Mum used to tell us (sister and l) that bodies were beautiful but beware of bad people. As l have said up thread, l couldn’t care less who sees me naked, with the exception perhaps of sniggering school boys. But womens’ space is their space.

For a father of a young child their place is not in a female changing room. A unisex family changing area for those with young children, with floor to ceiling cubicles, of realistic size for dressing/undressing children, and locks on the door.

OchonAgusOchonOh · 07/02/2025 14:19

ProfessionalPirate · 07/02/2025 14:11

But I have said I would avoid taking my son into the ladies in the same way that I would rather DH didn’t take my daughter into the men’s. So I am applying my views to both sexes.

Yes but you have also stated that it is a much bigger safeguarding issue for girls in the men's than fly boys in the women's. That's what I'm asking about.

CactusSammy · 07/02/2025 14:20

When I was a little kid in the 80s, my dad used to take me swimming, and get me changed in the men's changing room.

I remember a bloke once saying 'she's a girl, she's not supposed to be in here', and my dad replied that what is he supposed to do then, as I can't go in the ladies on my own. The bloke didn't have an answer.

It wasn't the best experience I've ever had, and I wouldn't want my girls to be subjected to that, but I'm not emotionally scarred, and my dad wouldn't have dreamed of trying to go in the ladies changing room.

Sounds like the bloke was being a dick, and deliberately difficult. He had a room at the hotel, absolutely no need at all to try to go in the ladies changing rooms with his daughter.

OchonAgusOchonOh · 07/02/2025 14:20

ProfessionalPirate · 07/02/2025 14:05

No I don’t think there’s much of a difference in what could happen, just a difference in the likelihood of it.

So what do you think is more likely to happen to a girl in the men's whose father is there with her than to a boy in the women's with his mother there?

ThatsNotMyTeen · 07/02/2025 14:25

Moveoverdarlin · 07/02/2025 00:07

I can see both sides. I am mother to a daughter the same age. Would I want my DH taking her in to a men’s changing room? No way! Would I want to get changed in front of a man, also no way. In his defence it sounds like he followed your suggestion and went straight back to his room. Equally not ideal if he had to walk through public areas dripping wet with a soaking wet child.

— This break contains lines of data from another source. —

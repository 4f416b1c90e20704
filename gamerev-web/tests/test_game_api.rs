#![cfg(not(target_arch = "wasm32"))]
use gamerev_common::ViewState;
use gamerev_web::api::{
    load_game_detail, load_search_results, ApiError, GameApi, GameSource, GAME_FETCH_ERROR,
    SEARCH_FETCH_ERROR,
};
use gamerev_web::config::ApiConfig;
use reqwest::Url;
use std::time::Duration;
use tokio::io::{AsyncReadExt, AsyncWriteExt};
use tokio::net::TcpListener;
use tokio::sync::oneshot;

/// Serve exactly one canned HTTP response and report the request line it got.
async fn serve_once(status_line: &str, body: &str) -> (Url, oneshot::Receiver<String>) {
    let listener = TcpListener::bind("127.0.0.1:0").await.unwrap();
    let addr = listener.local_addr().unwrap();
    let response = format!(
        "HTTP/1.1 {status_line}\r\ncontent-type: application/json\r\ncontent-length: {}\r\nconnection: close\r\n\r\n{body}",
        body.len()
    );
    let (tx, rx) = oneshot::channel();

    tokio::spawn(async move {
        let (mut socket, _) = listener.accept().await.unwrap();
        let mut buf = vec![0u8; 4096];
        let n = socket.read(&mut buf).await.unwrap();
        let request = String::from_utf8_lossy(&buf[..n]).to_string();
        let request_line = request.lines().next().unwrap_or_default().to_string();
        socket.write_all(response.as_bytes()).await.unwrap();
        socket.shutdown().await.unwrap();
        let _ = tx.send(request_line);
    });

    (Url::parse(&format!("http://{addr}")).unwrap(), rx)
}

fn api(base_url: Url) -> GameApi {
    GameApi::new(ApiConfig {
        base_url,
        timeout: Duration::from_secs(5),
    })
    .unwrap()
}

#[tokio::test]
async fn fetch_game_decodes_detail_body() {
    let body = r#"{"id":42,"title":"Foo","thumb":"foo.png","releaseDate":"2017-03-03",
        "publisher":"Nintendo","description":"d",
        "reviewList":[{"username":"a","content":"x","starPoint":4},
                      {"username":"b","content":"y","starPoint":4},
                      {"username":"c","content":"z","starPoint":2}]}"#;
    let (base, request) = serve_once("200 OK", body).await;

    let game = api(base).fetch_game("42").await.unwrap();

    assert_eq!(request.await.unwrap(), "GET /games/42 HTTP/1.1");
    assert_eq!(game.title, "Foo");
    let summary = game.rating_summary();
    assert_eq!(summary.average_display(), "3.3");
    let heights: Vec<(i32, f64)> = summary
        .buckets()
        .iter()
        .map(|b| (b.stars, b.height_percent))
        .collect();
    assert_eq!(heights, vec![(2, 50.0), (4, 100.0)]);
}

#[tokio::test]
async fn search_sends_keyword_query() {
    let (base, request) = serve_once("200 OK", r#"{"content":[]}"#).await;

    let state = load_search_results(&api(base), "zelda").await;

    assert_eq!(request.await.unwrap(), "GET /games?kw=zelda HTTP/1.1");
    assert_eq!(state, ViewState::Loaded(Vec::new()));
}

#[tokio::test]
async fn server_error_is_reported_as_status() {
    let (base, _request) = serve_once("500 Internal Server Error", "{}").await;

    let err = api(base).fetch_game("42").await.unwrap_err();
    assert!(matches!(err, ApiError::Status { status: 500, .. }), "{err:?}");
}

#[tokio::test]
async fn server_error_collapses_to_generic_message() {
    let (base, _request) = serve_once("500 Internal Server Error", "{}").await;

    let state = load_game_detail(&api(base), "42").await;
    assert_eq!(state, ViewState::Error(GAME_FETCH_ERROR.to_string()));
}

#[tokio::test]
async fn malformed_body_collapses_to_generic_message() {
    let (base, _request) = serve_once("200 OK", "not json").await;

    let state = load_search_results(&api(base), "mario").await;
    assert_eq!(state, ViewState::Error(SEARCH_FETCH_ERROR.to_string()));
}

#[tokio::test]
async fn unreachable_backend_is_a_transport_error() {
    let listener = TcpListener::bind("127.0.0.1:0").await.unwrap();
    let addr = listener.local_addr().unwrap();
    drop(listener);

    let base = Url::parse(&format!("http://{addr}")).unwrap();
    let err = api(base).fetch_game("1").await.unwrap_err();
    assert!(matches!(err, ApiError::Transport(_)), "{err:?}");
}
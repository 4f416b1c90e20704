//! gamerev-ui - Display types and pure view components for the game review app
//!
//! Every component here is props-based: data comes in, callbacks go out.
//! Fetching and routing live in gamerev-web.

pub mod components;
pub mod display_types;

pub use components::*;
pub use display_types::*;
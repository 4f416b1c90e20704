//! Game banner (cover image) component

use crate::components::icons::ImageIcon;
use dioxus::prelude::*;

#[component]
pub fn GameBanner(title: String, thumb_url: Option<String>) -> Element {
    rsx! {
        div { class: "game-banner w-full max-h-96 overflow-hidden rounded-lg bg-gray-800 flex items-center justify-center",
            if let Some(url) = &thumb_url {
                img {
                    src: "{url}",
                    alt: "Cover of {title}",
                    class: "w-full h-full object-cover",
                }
            } else {
                ImageIcon { class: "w-16 h-16 text-gray-500 my-16" }
            }
        }
    }
}
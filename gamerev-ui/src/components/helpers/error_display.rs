//! Error display component

use dioxus::prelude::*;

/// Generic error display box
#[component]
pub fn ErrorDisplay(message: String) -> Element {
    rsx! {
        div {
            class: "bg-red-900 border border-red-700 text-red-100 px-4 py-3 rounded mb-4",
            "data-testid": "error",
            p { "Error: {message}" }
        }
    }
}
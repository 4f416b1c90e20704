//! Game detail view components

mod game_banner;
mod game_info;
mod rating_histogram;
mod rating_summary;
mod review_list;
mod view;

pub use game_banner::GameBanner;
pub use game_info::GameInfo;
pub use rating_histogram::RatingHistogram;
pub use rating_summary::RatingSummaryView;
pub use review_list::ReviewList;
pub use view::{GameDetailPageView, GameDetailView};
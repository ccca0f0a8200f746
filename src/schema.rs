diesel::table! {
    members (id) {
        id -> Integer,
        name -> Text,
        username -> Text,
        password -> Text,
        role -> Text,
        join_date -> Timestamp,
    }
}

diesel::table! {
    loans (id) {
        id -> Integer,
        member_id -> Integer,
        amount -> Double,
        interest_rate_percent -> Double,
        total_months -> Integer,
        status -> Text,
        repayment_status -> Text,
        request_time -> Timestamp,
        approved_time -> Nullable<Timestamp>,
        closed_time -> Nullable<Timestamp>,
        emi_amount -> Double,
        principal_portion -> Double,
        interest_portion -> Double,
    }
}

diesel::table! {
    installments (id) {
        id -> Integer,
        loan_id -> Integer,
        month_no -> Integer,
        amount -> Double,
        status -> Text,
        paid_date -> Timestamp,
    }
}

diesel::table! {
    contributions (id) {
        id -> Integer,
        member_id -> Integer,
        month -> Integer,
        year -> Integer,
        amount -> Double,
        status -> Text,
        paid_date -> Nullable<Timestamp>,
    }
}

diesel::table! {
    payment_proofs (id) {
        id -> Integer,
        member_id -> Integer,
        proof_type -> Text,
        loan_id -> Nullable<Integer>,
        month_no -> Nullable<Integer>,
        month -> Nullable<Integer>,
        year -> Nullable<Integer>,
        amount -> Double,
        screenshot_path -> Text,
        status -> Text,
        submitted_at -> Timestamp,
        reviewed_at -> Nullable<Timestamp>,
        admin_notes -> Nullable<Text>,
    }
}

diesel::table! {
    fund (id) {
        id -> Integer,
        seed_balance -> Double,
    }
}

diesel::joinable!(loans -> members (member_id));
diesel::joinable!(installments -> loans (loan_id));
diesel::joinable!(contributions -> members (member_id));
diesel::joinable!(payment_proofs -> members (member_id));
diesel::joinable!(payment_proofs -> loans (loan_id));

diesel::allow_tables_to_appear_in_same_query!(
    members,
    loans,
    installments,
    contributions,
    payment_proofs,
    fund,
);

no one would need to be dripping wet. They could towel off at the side of the pool and put robes on. They'd be damp at worst.

OP YANBU. No man should be in the ladies' changing room. Where he got his daughter changed is not the women's problem.

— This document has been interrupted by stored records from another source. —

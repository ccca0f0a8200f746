use std::sync::Arc;

use tempfile::TempDir;

use nidhi::db;
use nidhi::ledger::Service;
use nidhi::member::{Member, NewMember, Repo as MemberRepo, Role};
use nidhi::types::{FixedClock, Time};

pub fn datetime(year: i32, month: u32, day: u32) -> Time {
	chrono::NaiveDate::from_ymd_opt(year, month, day)
		.unwrap()
		.and_hms_opt(9, 30, 0)
		.unwrap()
}

/// A fresh migrated database in a temp directory
pub struct Fixture {
	pub pool: db::SqlitePool,
	_dir: TempDir,
}

impl Fixture {
	pub fn new() -> Self {
		let dir = tempfile::tempdir().expect("create temp dir");
		let path = dir.path().join("ledger.db");
		let pool = db::pool_for(path.to_str().expect("utf-8 temp path"));

		let conn = &mut pool.get().expect("get a db connection");
		db::run_migrations(conn).expect("run migrations");

		Fixture { pool, _dir: dir }
	}

	pub fn conn(&self) -> db::PooledSqliteConnection {
		self.pool.get().unwrap()
	}

	pub fn service(&self) -> Service {
		Service::new(self.pool.clone())
	}

	pub fn service_at(&self, now: Time) -> Service {
		Service::with_clock(self.pool.clone(), Arc::new(FixedClock(now)))
	}

	pub fn admin(&self) -> Member {
		let conn = &mut self.conn();
		MemberRepo::create(conn, NewMember {
			name: "Super Admin",
			username: "admin",
			password: "admin123",
			role: Role::Admin,
			join_date: datetime(2026, 1, 1),
		}).unwrap()
	}

	pub fn member(&self, name: &str, username: &str) -> Member {
		let conn = &mut self.conn();
		MemberRepo::create(conn, NewMember {
			name,
			username,
			password: "secret",
			role: Role::Member,
			join_date: datetime(2026, 1, 1),
		}).unwrap()
	}

	pub fn asha(&self) -> Member {
		self.member("Asha Patel", "asha")
	}

	pub fn ravi(&self) -> Member {
		self.member("Ravi Kumar", "ravi")
	}
}
fn require_member(actor: &Actor, operation: &'static str) -> Result<()> {
	if actor.role == Role::Member {
		Ok(())
	} else {
		Err(Error::unauthorized(operation))
	}
}

fn validate_period(month: i32, year: i32) -> Result<()> {
	if !(1..=12).contains(&month) {
		return Err(Error::validation(format!("month {} out of range 1..=12", month)));
	}
	validate_year(year)
}

fn validate_year(year: i32) -> Result<()> {
	if !(2000..=2100).contains(&year) {
		return Err(Error::validation(format!("year {} out of range", year)));
	}
	Ok(())
}

fn missing(entity: &'static str) -> impl Fn(db::Error) -> Error {
	move |e| match e {
		db::Error::RecordNotFound => Error::not_found(entity),
		e => Error::from(e),
	}
}
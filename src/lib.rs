pub mod contribution;
pub mod db;
pub mod emi;
pub mod export;
pub mod fund;
pub mod ledger;
pub mod loan;
pub mod member;
pub mod proof;
pub mod schema;
pub mod types;

#[cfg(test)]
mod testutil;

pub use member::{Actor, Member, Role};
pub use types::{Clock, FixedClock, Id, SystemClock, Time};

ProfessionalPirate · 07/02/2025 14:27

OchonAgusOchonOh · 07/02/2025 14:17

As I said, I can see why you read it that way.

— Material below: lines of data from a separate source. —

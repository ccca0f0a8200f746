use std::{env, fmt};

use diesel::connection::SimpleConnection;
use diesel::r2d2::{ConnectionManager, CustomizeConnection, Pool, PooledConnection};
use diesel::result::DatabaseErrorKind::UniqueViolation;
use diesel::result::Error::{DatabaseError, NotFound};
use diesel::sqlite::SqliteConnection;
use diesel_migrations::{embed_migrations, EmbeddedMigrations, MigrationHarness};
use dotenv::dotenv;

pub type Result<T> = std::result::Result<T, Error>;
pub type SqlitePool = Pool<ConnectionManager<SqliteConnection>>;
pub type PooledSqliteConnection = PooledConnection<ConnectionManager<SqliteConnection>>;

pub const MIGRATIONS: EmbeddedMigrations = embed_migrations!("migrations");

/// Per-connection pragmas: referential integrity is enforced by the store,
/// and writers wait on the file lock instead of failing immediately.
#[derive(Debug, Clone, Copy)]
struct ConnectionOptions;

impl CustomizeConnection<SqliteConnection, diesel::r2d2::Error> for ConnectionOptions {
	fn on_acquire(&self, conn: &mut SqliteConnection) -> std::result::Result<(), diesel::r2d2::Error> {
		conn.batch_execute("PRAGMA busy_timeout = 5000; PRAGMA foreign_keys = ON;")
			.map_err(diesel::r2d2::Error::QueryError)
	}
}

/// Get a pooled connection to the underlying SQLite database
///
/// `DATABASE_URL` may be set in the environment or a `.env` file in the
/// working directory; defaults to `ledger.db` when unset.
pub fn sqlite_connection() -> SqlitePool {
	dotenv().ok();
	let database_url = env::var("DATABASE_URL").unwrap_or_else(|_| "ledger.db".to_string());
	pool_for(&database_url)
}

/// Build a pool against an explicit database path
pub fn pool_for(database_url: &str) -> SqlitePool {
	let manager = ConnectionManager::<SqliteConnection>::new(database_url);
	let pool = Pool::builder()
		.connection_customizer(Box::new(ConnectionOptions))
		.build(manager)
		.expect("Failed to create pool.");

	pool
}

/// Bring the schema up to date
pub fn run_migrations(conn: &mut SqliteConnection) -> Result<()> {
	conn.run_pending_migrations(MIGRATIONS)
		.map(|_| ())
		.map_err(|e| Error::Migration(e.to_string()))
}

/// Error that can occur when querying against the database
#[derive(Debug, PartialEq)]
pub enum Error {
	RecordAlreadyExists,
	RecordNotFound,
	Connection(String),
	Migration(String),
	/// Used as a catch-all for the remaining diesel failures
	DatabaseError(diesel::result::Error),
}

impl fmt::Display for Error {
	fn fmt(&self, f: &mut fmt::Formatter) -> fmt::Result {
		match self {
			Error::RecordAlreadyExists => write!(f, "record violates a unique constraint"),
			Error::RecordNotFound => write!(f, "record does not exist"),
			Error::Connection(e) => write!(f, "opening database connection: {}", e),
			Error::Migration(e) => write!(f, "running migrations: {}", e),
			Error::DatabaseError(e) => write!(f, "database error: {:?}", e),
		}
	}
}

impl std::error::Error for Error {}

impl From<diesel::result::Error> for Error {
	fn from(e: diesel::result::Error) -> Self {
		match e {
			DatabaseError(UniqueViolation, _) => Error::RecordAlreadyExists,
			NotFound => Error::RecordNotFound,

			_ => Error::DatabaseError(e),
		}
	}
}

impl From<diesel::r2d2::PoolError> for Error {
	fn from(e: diesel::r2d2::PoolError) -> Self {
		Error::Connection(e.to_string())
	}
}

#[cfg(test)]
mod tests {
	use crate::testutil::Fixture;

	#[test]
	fn connection() {
		let f = Fixture::new();
		f.pool.get().expect("get a db connection");
	}
}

The problem with chat rooms is the writer tends to write quickly and not think about how what they write may be interpreted in a way that didn't intend and the reader tends to read quickly and not think did the writer mean this is a different way to the reader's interpretation.

Hmmm. I think you’re giving a bit too much credit there and her intention was very different, but we’ll agree to disagree!

Samcro · 07/02/2025 14:30

Sunglow1921 · 07/02/2025 13:48

I didn’t think you were wrong until the last paragraph. If you knew about the unisex disabled changing room and he didn’t, you should have directed him to that. It’s disabled accessible, not reserved, and in this instance it would have been appropriate and understandable for him to use it with his daughter.

you called it a unisex disabled changing room
unless he or his dd is disabled they can not use it.

ThatsNotMyTeen · 07/02/2025 14:30

Greenbottle123 · 07/02/2025 00:15

It’s really difficult isn’t it. I don’t think you’re wrong for not wanting a man in the women’s changing room but equally you speaking out was at the detriment of that young child. No little girl should have to get naked in front of men or be exposed to seeing them naked. Even if there were cubicles in the men’s changing room, presumably a child would still be exposed to naked men to reach them. I think the issue is with facilities made available (or lack thereof). You put yourself before the little girl but equally I don’t think you did anything ‘wrong’ for want of a better word

his child is not the OP's problem. She and other women shouldn't have to be uncomfortable to facilitate the child.